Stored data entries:
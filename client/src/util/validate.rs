//! Local form validation shared by the public forms and the admin login.
//!
//! Validation never touches the network: a form with any [`FieldErrors`]
//! does not submit.

#[cfg(test)]
#[path = "validate_test.rs"]
mod validate_test;

use std::sync::LazyLock;

use regex::Regex;

static EMAIL_PATTERN: LazyLock<Option<Regex>> =
    LazyLock::new(|| Regex::new(r"^[^\s@]+@[^\s@]+\.[^\s@]+$").ok());

/// Basic `local@domain.tld` shape check, after trimming.
pub fn is_valid_email(raw: &str) -> bool {
    EMAIL_PATTERN.as_ref().is_some_and(|re| re.is_match(raw.trim()))
}

/// Errors keyed by form field, in the order they were found.
#[derive(Clone, Debug, Default, PartialEq, Eq)]
pub struct FieldErrors {
    errors: Vec<(&'static str, String)>,
}

impl FieldErrors {
    pub fn new() -> Self {
        Self::default()
    }

    /// Record `message` for `field`. The first message per field wins.
    pub fn add(&mut self, field: &'static str, message: impl Into<String>) {
        if !self.has(field) {
            self.errors.push((field, message.into()));
        }
    }

    pub fn has(&self, field: &str) -> bool {
        self.errors.iter().any(|(f, _)| *f == field)
    }

    pub fn get(&self, field: &str) -> Option<&str> {
        self.errors.iter().find(|(f, _)| *f == field).map(|(_, m)| m.as_str())
    }

    pub fn is_empty(&self) -> bool {
        self.errors.is_empty()
    }

    pub fn len(&self) -> usize {
        self.errors.len()
    }

    pub fn iter(&self) -> impl Iterator<Item = (&'static str, &str)> {
        self.errors.iter().map(|(f, m)| (*f, m.as_str()))
    }

    /// `Ok(value)` when nothing was recorded.
    ///
    /// # Errors
    ///
    /// Returns `self` if any field failed.
    pub fn into_result<T>(self, value: T) -> Result<T, Self> {
        if self.is_empty() { Ok(value) } else { Err(self) }
    }

    // Field checks. Each returns the trimmed value so callers can build the
    // payload from what was validated.

    pub fn require(&mut self, field: &'static str, raw: &str, message: &str) -> String {
        let value = raw.trim();
        if value.is_empty() {
            self.add(field, message);
        }
        value.to_owned()
    }

    pub fn require_email(&mut self, field: &'static str, raw: &str) -> String {
        let value = raw.trim();
        if value.is_empty() {
            self.add(field, "Email is required.");
        } else if !is_valid_email(value) {
            self.add(field, "Enter a valid email address.");
        }
        value.to_owned()
    }

    pub fn require_min_len(&mut self, field: &'static str, raw: &str, min: usize, message: &str) -> String {
        let value = raw.trim();
        if value.chars().count() < min {
            self.add(field, message);
        }
        value.to_owned()
    }
}

impl std::fmt::Display for FieldErrors {
    fn fmt(&self, f: &mut std::fmt::Formatter<'_>) -> std::fmt::Result {
        let mut first = true;
        for (field, message) in self.iter() {
            if !first {
                f.write_str("; ")?;
            }
            write!(f, "{field}: {message}")?;
            first = false;
        }
        Ok(())
    }
}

_What to do_
Count up every line above that has the word "message" in it; answer with the number alone.

_Answer section_
9